TASK DIRECTIONS>
In exact form, please repeat the records from their opening line down to the line with "exercised in isolation.", including that line.
------ GIVEN RECORDS ------
use std::collections::BTreeMap;

use chrono::{DateTime, Utc};
use serde::{Deserialize, Serialize};

use super::domain::{ApplicationId, CandidateContact, ReviewStatus};
use super::evaluation::Report;

/// Stored application: who applied, how they scored, and the text reviewers see.
#[derive(Debug, Clone, Serialize, Deserialize)]
pub struct ApplicationRecord {
    pub id: ApplicationId,
    pub contact: CandidateContact,
    pub report: Report,
    pub rendered_report: String,
    pub status: ReviewStatus,
    pub received_at: DateTime<Utc>,
}

impl ApplicationRecord {
    pub fn status_view(&self) -> ApplicationStatusView {
        ApplicationStatusView {
            application_id: self.id.clone(),
            status: self.status.label(),
            score: self.report.score,
            priority: self.report.priority.label(),
            report: self.rendered_report.clone(),
        }
    }
}

/// Storage abstraction so the service module can be exercised in isolation.
pub trait ApplicationRepository: Send + Sync {
    fn insert(&self, record: ApplicationRecord) -> Result<ApplicationRecord, RepositoryError>;
    fn fetch(&self, id: &ApplicationId) -> Result<Option<ApplicationRecord>, RepositoryError>;
    fn recent(&self, limit: usize) -> Result<Vec<ApplicationRecord>, RepositoryError>;
}

#[derive(Debug, thiserror::Error)]
pub enum RepositoryError {
    #[error("record already exists")]
    Conflict,
    #[error("record not found")]
    NotFound,
    #[error("repository unavailable: {0}")]
    Unavailable(String),
}

/// Outbound notification hook (e-mail to the partnerships inbox, chat webhooks, ...).
pub trait NotificationPublisher: Send + Sync {
    fn publish(&self, notice: ApplicationNotice) -> Result<(), NotificationError>;
}

#[derive(Debug, Clone, PartialEq, Eq, Serialize, Deserialize)]
pub struct ApplicationNotice {
    pub template: String,
    pub application_id: ApplicationId,
    pub details: BTreeMap<String, String>,
}

#[derive(Debug, thiserror::Error)]
pub enum NotificationError {
    #[error("notification transport unavailable: {0}")]
    Transport(String),
}

/// Response body for submit and lookup endpoints.
#[derive(Debug, Clone, Serialize)]
pub struct ApplicationStatusView {
    pub application_id: ApplicationId,
    pub status: &'static str,
    pub score: u32,
    pub priority: &'static str,
    pub report: String,
}
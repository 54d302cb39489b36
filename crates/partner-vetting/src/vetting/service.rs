use std::collections::BTreeMap;
use std::sync::atomic::{AtomicU64, Ordering};
use std::sync::Arc;

use serde::Serialize;
use tracing::{info, warn};

use crate::config::ReportConfig;

use super::domain::{ApplicationId, PartnershipSubmission, ReviewStatus};
use super::evaluation::{evaluate, Flag, Strength};
use super::intake::{IntakeGuard, IntakeRejection};
use super::report::{PlainTextRenderer, RenderError, ReportRenderer};
use super::repository::{
    ApplicationNotice, ApplicationRecord, ApplicationRepository, NotificationPublisher,
    RepositoryError,
};

pub const RECEIVED_TEMPLATE: &str = "partnership_application_received";

static APPLICATION_SEQUENCE: AtomicU64 = AtomicU64::new(1);

fn next_application_id() -> ApplicationId {
    let id = APPLICATION_SEQUENCE.fetch_add(1, Ordering::Relaxed);
    ApplicationId(format!("pv-{id:06}"))
}

/// Evaluated but unsaved submission, returned by [`PartnerVettingService::preview`].
#[derive(Debug, Clone, Serialize)]
pub struct ReportPreview {
    pub score: u32,
    pub priority: &'static str,
    pub flags: Vec<Flag>,
    pub strengths: Vec<Strength>,
    pub report: String,
}

/// Service composing intake validation, the evaluator, rendering, storage, and notifications.
pub struct PartnerVettingService<R, N> {
    guard: IntakeGuard,
    repository: Arc<R>,
    notifier: Arc<N>,
    renderer: Arc<dyn ReportRenderer>,
}

impl<R, N> PartnerVettingService<R, N>
where
    R: ApplicationRepository + 'static,
    N: NotificationPublisher + 'static,
{
    pub fn new(repository: Arc<R>, notifier: Arc<N>, report_config: ReportConfig) -> Self {
        Self::with_renderer(
            repository,
            notifier,
            Arc::new(PlainTextRenderer::new(report_config)),
        )
    }

    pub fn with_renderer(
        repository: Arc<R>,
        notifier: Arc<N>,
        renderer: Arc<dyn ReportRenderer>,
    ) -> Self {
        Self {
            guard: IntakeGuard,
            repository,
            notifier,
            renderer,
        }
    }

    /// Validate, score, store, and announce a new application.
    pub fn submit(
        &self,
        submission: PartnershipSubmission,
    ) -> Result<ApplicationRecord, ApplicationServiceError> {
        let submission = self.guard.check(submission)?;
        let report = evaluate(&submission.application);
        let rendered_report = self.renderer.render(&submission.contact, &report)?;

        let status = if report.is_rejected() {
            ReviewStatus::AutoRejected
        } else {
            ReviewStatus::PendingReview
        };

        let record = ApplicationRecord {
            id: next_application_id(),
            received_at: report.generated_at,
            contact: submission.contact,
            report,
            rendered_report,
            status,
        };

        let stored = self.repository.insert(record)?;
        info!(
            application_id = %stored.id,
            score = stored.report.score,
            priority = stored.report.priority.label(),
            status = stored.status.label(),
            "partnership application evaluated"
        );

        if let Err(err) = self.notifier.publish(received_notice(&stored)) {
            warn!(application_id = %stored.id, error = %err, "notification dispatch failed");
        }

        Ok(stored)
    }

    /// Score a submission without storing it or notifying anyone.
    pub fn preview(
        &self,
        submission: PartnershipSubmission,
    ) -> Result<ReportPreview, ApplicationServiceError> {
        let submission = self.guard.check(submission)?;
        let report = evaluate(&submission.application);
        let rendered = self.renderer.render(&submission.contact, &report)?;

        Ok(ReportPreview {
            score: report.score,
            priority: report.priority.label(),
            flags: report.flags,
            strengths: report.strengths,
            report: rendered,
        })
    }

    pub fn get(
        &self,
        application_id: &ApplicationId,
    ) -> Result<ApplicationRecord, ApplicationServiceError> {
        let record = self
            .repository
            .fetch(application_id)?
            .ok_or(RepositoryError::NotFound)?;
        Ok(record)
    }

    pub fn recent(&self, limit: usize) -> Result<Vec<ApplicationRecord>, ApplicationServiceError> {
        Ok(self.repository.recent(limit)?)
    }
}

fn received_notice(record: &ApplicationRecord) -> ApplicationNotice {
    let mut details = BTreeMap::new();
    details.insert("candidate".to_string(), record.contact.full_name.clone());
    details.insert("email".to_string(), record.contact.email.clone());
    details.insert("score".to_string(), record.report.score.to_string());
    details.insert(
        "priority".to_string(),
        record.report.priority.label().to_string(),
    );
    details.insert("status".to_string(), record.status.label().to_string());
    details.insert("report".to_string(), record.rendered_report.clone());

    ApplicationNotice {
        template: RECEIVED_TEMPLATE.to_string(),
        application_id: record.id.clone(),
        details,
    }
}

/// Error raised by the vetting service.
#[derive(Debug, thiserror::Error)]
pub enum ApplicationServiceError {
    #[error(transparent)]
    Intake(#[from] IntakeRejection),
    #[error(transparent)]
    Repository(#[from] RepositoryError),
    #[error(transparent)]
    Render(#[from] RenderError),
}
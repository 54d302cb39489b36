use crate::infra::AppState;
use axum::http::{header, StatusCode};
use axum::response::IntoResponse;
use axum::Extension;
use axum::Json;
use partner_vetting::vetting::{
    application_router, ApplicationRepository, NotificationPublisher, PartnerVettingService,
};
use serde_json::json;
use std::sync::Arc;

pub(crate) fn with_application_routes<R, N>(
    service: Arc<PartnerVettingService<R, N>>,
) -> axum::Router
where
    R: ApplicationRepository + 'static,
    N: NotificationPublisher + 'static,
{
    application_router(service)
        .route("/health", axum::routing::get(healthcheck))
        .route("/ready", axum::routing::get(readiness_endpoint))
        .route("/metrics", axum::routing::get(metrics_endpoint))
}

pub(crate) async fn healthcheck() -> Json<serde_json::Value> {
    Json(json!({ "status": "ok" }))
}

pub(crate) async fn readiness_endpoint(Extension(state): Extension<AppState>) -> impl IntoResponse {
    let ready = state.readiness.load(std::sync::atomic::Ordering::Relaxed);
    let status = if ready {
        StatusCode::OK
    } else {
        StatusCode::SERVICE_UNAVAILABLE
    };

    let payload = if ready {
        json!({ "status": "ready" })
    } else {
        json!({ "status": "initializing" })
    };

    (status, Json(payload))
}

pub(crate) async fn metrics_endpoint(Extension(state): Extension<AppState>) -> impl IntoResponse {
    (
        StatusCode::OK,
        [(header::CONTENT_TYPE, "text/plain; version=0.0.4")],
        state.metrics.render(),
    )
}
------
WRITTEN SOLUTION>
use std::collections::BTreeMap;

use chrono::{DateTime, Utc};
use serde::{Deserialize, Serialize};

use super::domain::{ApplicationId, CandidateContact, ReviewStatus};
use super::evaluation::Report;

/// Stored application: who applied, how they scored, and the text reviewers see.
#[derive(Debug, Clone, Serialize, Deserialize)]
pub struct ApplicationRecord {
    pub id: ApplicationId,
    pub contact: CandidateContact,
    pub report: Report,
    pub rendered_report: String,
    pub status: ReviewStatus,
    pub received_at: DateTime<Utc>,
}

impl ApplicationRecord {
    pub fn status_view(&self) -> ApplicationStatusView {
        ApplicationStatusView {
            application_id: self.id.clone(),
            status: self.status.label(),
            score: self.report.score,
            priority: self.report.priority.label(),
            report: self.rendered_report.clone(),
        }
    }
}

/// Storage abstraction so the service module can be exercised in isolation.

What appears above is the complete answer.